I used to think we use congratulations for achievements but I recently came across an occassion when a native speaker said "congratulations" when he heard it's someone's birthday.

  1. Can we use congratulations for birthdays or that person just made it up?!

  2. What about new year? Can we use congratulations for new year's occassion, too? Think of this: I say

"Today is our New Year's Day"

can you say,

"Congratulations, didn't know that"

The following questions are a bit different from the previous ones but they're related to new year and stuff.

  1. When you say "congratulations" to someone, you congratulate them on an achievement (at least I'm sure about this usage). When you say, "happy new year" or "happy birthday" what do you do exactly? (I suppose it's not congratulating!)

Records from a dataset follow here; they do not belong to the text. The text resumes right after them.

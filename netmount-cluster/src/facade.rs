//! Slave-side services that forward every call to the master.
//!
//! These are what a slave registers with its [`MountPointService`]: code on
//! the slave uses them exactly as it would use the device's own services.
//!
//! [`MountPointService`]: crate::services::MountPointService

use crate::coordinator::MountPointHandle;
use crate::error::MountResult;
use crate::protocol::{Reply, RpcOutput};
use crate::proxy::DataTreeRef;
use crate::schema::{SchemaSource, SchemaSourceProvider};
use crate::services::{
    ActionService, DataBroker, DataTreeService, DeviceServices, ReadTransaction,
    ReadWriteTransaction, RpcService, WriteTransaction,
};
use async_trait::async_trait;
use netmount_types::{
    DataNode, DataTreeId, EditOperation, NodePath, QName, SchemaPath, SourceId, Store,
};
use std::ops::Deref;
use std::sync::Arc;
use tokio::sync::{Mutex, MutexGuard};

/// Builds the full set of forwarding services for a slave of `master`.
pub fn slave_services(master: MountPointHandle) -> DeviceServices {
    DeviceServices::new(Arc::new(ProxyDataBroker::new(master.clone())))
        .with_data_tree(Arc::new(ProxyDataTreeService::new(master.clone())))
        .with_rpcs(Arc::new(ProxyRpcService::new(master.clone())))
        .with_actions(Arc::new(ProxyActionService::new(master)))
}

/// Opens every transaction on the master.
pub struct ProxyDataBroker {
    master: MountPointHandle,
}

impl ProxyDataBroker {
    pub fn new(master: MountPointHandle) -> Self {
        Self { master }
    }
}

#[async_trait]
impl DataBroker for ProxyDataBroker {
    async fn new_read_only_transaction(&self) -> MountResult<Arc<dyn ReadTransaction>> {
        Ok(Arc::new(self.master.new_read_transaction().await?))
    }

    async fn new_write_only_transaction(&self) -> MountResult<Box<dyn WriteTransaction>> {
        Ok(Box::new(self.master.new_write_transaction().await?))
    }

    async fn new_read_write_transaction(&self) -> MountResult<Box<dyn ReadWriteTransaction>> {
        Ok(Box::new(self.master.new_read_write_transaction().await?))
    }
}

pub struct ProxyRpcService {
    master: MountPointHandle,
}

impl ProxyRpcService {
    pub fn new(master: MountPointHandle) -> Self {
        Self { master }
    }
}

#[async_trait]
impl RpcService for ProxyRpcService {
    async fn invoke_rpc(
        &self,
        name: &QName,
        input: Option<DataNode>,
    ) -> MountResult<Option<RpcOutput>> {
        self.master
            .invoke_rpc(name.clone(), input)
            .await
            .map(Reply::into_option)
    }
}

pub struct ProxyActionService {
    master: MountPointHandle,
}

impl ProxyActionService {
    pub fn new(master: MountPointHandle) -> Self {
        Self { master }
    }
}

#[async_trait]
impl ActionService for ProxyActionService {
    async fn invoke_action(
        &self,
        path: &SchemaPath,
        target: &DataTreeId,
        input: Option<DataNode>,
    ) -> MountResult<Option<RpcOutput>> {
        self.master
            .invoke_action(path.clone(), target.clone(), input)
            .await
            .map(Reply::into_option)
    }
}

/// Fetches schema source text from the master.
pub struct ProxySchemaSourceProvider {
    master: MountPointHandle,
}

impl ProxySchemaSourceProvider {
    pub fn new(master: MountPointHandle) -> Self {
        Self { master }
    }
}

#[async_trait]
impl SchemaSourceProvider for ProxySchemaSourceProvider {
    async fn get_source(&self, id: &SourceId) -> MountResult<SchemaSource> {
        self.master.fetch_schema_source(id.clone()).await
    }
}

/// Data-tree service backed by sessions on the master.
///
/// A session is opened on first use and reused until it ends (after a
/// read, a commit, a cancel or the idle timeout); the next call opens a
/// fresh one. Calls are forwarded one at a time, so an edit never queues
/// behind a request that ends the session.
pub struct ProxyDataTreeService {
    master: MountPointHandle,
    session: Mutex<Option<DataTreeRef>>,
}

/// A live session, holding the slot lock until the forwarded call returns.
struct SessionGuard<'a> {
    _slot: MutexGuard<'a, Option<DataTreeRef>>,
    session: DataTreeRef,
}

impl Deref for SessionGuard<'_> {
    type Target = DataTreeRef;

    fn deref(&self) -> &DataTreeRef {
        &self.session
    }
}

impl ProxyDataTreeService {
    pub fn new(master: MountPointHandle) -> Self {
        Self {
            master,
            session: Mutex::new(None),
        }
    }

    async fn session(&self) -> MountResult<SessionGuard<'_>> {
        let mut slot = self.session.lock().await;
        let open = slot.as_ref().filter(|s| !s.is_closed()).cloned();
        let session = match open {
            Some(session) => session,
            None => {
                let session = self.master.new_data_tree_service().await?;
                *slot = Some(session.clone());
                session
            }
        };
        Ok(SessionGuard {
            _slot: slot,
            session,
        })
    }
}

#[async_trait]
impl DataTreeService for ProxyDataTreeService {
    async fn lock(&self) -> MountResult<Option<RpcOutput>> {
        self.session().await?.lock().await
    }

    async fn unlock(&self) -> MountResult<Option<RpcOutput>> {
        self.session().await?.unlock().await
    }

    async fn discard_changes(&self) -> MountResult<Option<RpcOutput>> {
        self.session().await?.discard_changes().await
    }

    async fn get(&self, path: &NodePath, fields: &[NodePath]) -> MountResult<Option<DataNode>> {
        self.session().await?.get(path, fields).await
    }

    async fn get_config(
        &self,
        path: &NodePath,
        fields: &[NodePath],
    ) -> MountResult<Option<DataNode>> {
        self.session().await?.get_config(path, fields).await
    }

    async fn merge(
        &self,
        store: Store,
        path: NodePath,
        node: DataNode,
        default_operation: Option<EditOperation>,
    ) -> MountResult<()> {
        self.session()
            .await?
            .merge(store, path, node, default_operation)
            .await
    }

    async fn replace(
        &self,
        store: Store,
        path: NodePath,
        node: DataNode,
        default_operation: Option<EditOperation>,
    ) -> MountResult<()> {
        self.session()
            .await?
            .replace(store, path, node, default_operation)
            .await
    }

    async fn create(
        &self,
        store: Store,
        path: NodePath,
        node: DataNode,
        default_operation: Option<EditOperation>,
    ) -> MountResult<()> {
        self.session()
            .await?
            .create(store, path, node, default_operation)
            .await
    }

    async fn delete(&self, store: Store, path: NodePath) -> MountResult<()> {
        self.session().await?.delete(store, path).await
    }

    async fn remove(&self, store: Store, path: NodePath) -> MountResult<()> {
        self.session().await?.remove(store, path).await
    }

    async fn commit(&self) -> MountResult<Option<RpcOutput>> {
        self.session().await?.commit().await
    }

    async fn cancel(&self) -> MountResult<Option<RpcOutput>> {
        self.session().await?.cancel().await
    }
}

  2. There is a week left to the New Year and I want to say "happy new year" to someone maybe because I know I won't see that person anymore by the end of the holidays (in my language we do this because it's polite). What should I say? Is "happy new year in advance" a good phrasing? If not, what are better replacements for this?


1 Answer 1


I've heard congratulations used in birthday greetings, or in wishing someone a happy new year, but it's generally intended to be somewhat humorous.

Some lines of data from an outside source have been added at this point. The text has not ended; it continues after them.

//! In-process demo of a clustered mount.
//!
//! Boots a master and a slave coordinator for the same device, lets the
//! slave resolve its schema through the master, then drives a write, a
//! read and an RPC through the slave's façade.

use anyhow::{Context, Result, bail};
use netmount_cluster::mock::{MockDevice, MockMountPointService};
use netmount_cluster::{
    InMemorySchemaRepository, MountConfig, MountPointHandle, MountStatus, ReadTransaction,
    RpcOutput, RpcService, WriteTransaction,
};
use netmount_types::{DataNode, DeviceId, NodePath, QName, SourceId, Store};
use serde::{Deserialize, Serialize};
use std::sync::Arc;
use std::time::Duration;
use tracing::{debug, info};

const POLL_INTERVAL: Duration = Duration::from_millis(20);

/// What to mount.
#[derive(Debug, Clone)]
pub struct DemoOptions {
    pub device: DeviceId,
    pub sources: Vec<SourceId>,
    pub config: MountConfig,
}

/// Outcome of a demo run, printed as JSON by the binary.
#[derive(Debug, Clone, PartialEq, Serialize, Deserialize)]
pub struct DemoReport {
    pub device: String,
    pub modules: Vec<String>,
    pub written: serde_json::Value,
    pub read_back: Option<serde_json::Value>,
    pub rpc_output: Option<serde_json::Value>,
    pub slave_generation: u64,
}

/// The RPC the demo device answers.
pub fn ping_rpc() -> QName {
    QName::new("netmount-demo", "ping")
}

pub async fn run_demo(options: DemoOptions) -> Result<DemoReport> {
    options.config.validate().context("invalid mount configuration")?;

    let master_repo = InMemorySchemaRepository::new();
    for source in &options.sources {
        master_repo.add_source(source.clone(), format!("module {} {{}}", source.name()));
    }

    let device = MockDevice::new();
    device.set_rpc_reply(
        ping_rpc(),
        RpcOutput::with_output(DataNode::new("output", serde_json::json!({"reply": "pong"}))),
    );

    let slave_sink = MockMountPointService::new();
    let master = MountPointHandle::spawn(
        options.device.clone(),
        options.config.clone(),
        Arc::new(master_repo),
        Arc::new(MockMountPointService::new()),
    )?;
    let slave = MountPointHandle::spawn(
        options.device.clone(),
        options.config.clone(),
        Arc::new(InMemorySchemaRepository::new()),
        Arc::new(slave_sink.clone()),
    )?;

    master
        .become_master(options.sources.clone(), device.services())
        .await
        .context("master failed to initialise")?;
    master
        .ask_for_master_mountpoint(slave.clone())
        .await
        .context("slave failed to register with master")?;

    let status = wait_mounted(&slave, options.config.ask_timeout() * 3).await?;
    info!("{}: slave mounted at generation {}", options.device, status.generation);

    let services = slave_sink
        .active_services()
        .context("slave mounted without services")?;
    let modules = slave_sink
        .active_models()
        .first()
        .map(|model| model.modules().into_iter().map(String::from).collect())
        .unwrap_or_default();

    let path = NodePath::from_segments(["system"]);
    let written = serde_json::json!({"hostname": options.device.name()});
    let mut tx = services.data_broker.new_write_only_transaction().await?;
    tx.put(
        Store::Configuration,
        path.clone(),
        DataNode::new("system", written.clone()),
    )
    .await?;
    tx.commit().await.context("commit through slave failed")?;
    debug!("{}: committed {path} through slave", options.device);

    let reader = services.data_broker.new_read_only_transaction().await?;
    let read_back = reader
        .read(Store::Configuration, &path, &[])
        .await?
        .map(|node| node.value);

    let rpc_output = match &services.rpcs {
        Some(rpcs) => rpcs
            .invoke_rpc(&ping_rpc(), None)
            .await?
            .and_then(|output| output.output)
            .map(|node| node.value),
        None => None,
    };

    slave.shutdown().await;
    master.shutdown().await;

    Ok(DemoReport {
        device: options.device.to_string(),
        modules,
        written,
        read_back,
        rpc_output,
        slave_generation: status.generation,
    })
}

async fn wait_mounted(slave: &MountPointHandle, limit: Duration) -> Result<MountStatus> {
    let started = tokio::time::Instant::now();
    loop {
        let status = slave.status().await?;
        if status.mounted {
            return Ok(status);
        }
        if started.elapsed() > limit {
            bail!("{}: slave not mounted after {limit:?}", status.device);
        }
        tokio::time::sleep(POLL_INTERVAL).await;
    }
}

When I've heard it used, the implication has been: Congratulations! You made it through another year. Put another way: It's been a whole year and you're still alive. Congratulations.

Some might consider such "congratulations" to be morbid humor, particularly if the person you are talking to is quite advanced in age.

As for saying,

"Congratulations, I didn't know that."

I'd be careful with that one. It sounds like a sarcastic remark given to someone who has just stated something obvious.

As for:

"Happy new year in advance"

that sounds normal and idiomatic to me. Another more casual way you could say the same thing is:

"Have a happy new year!"

By putting the "Have a" at the start of the remark, you're acknowledging that the new year is coming soon but is still a little ways away.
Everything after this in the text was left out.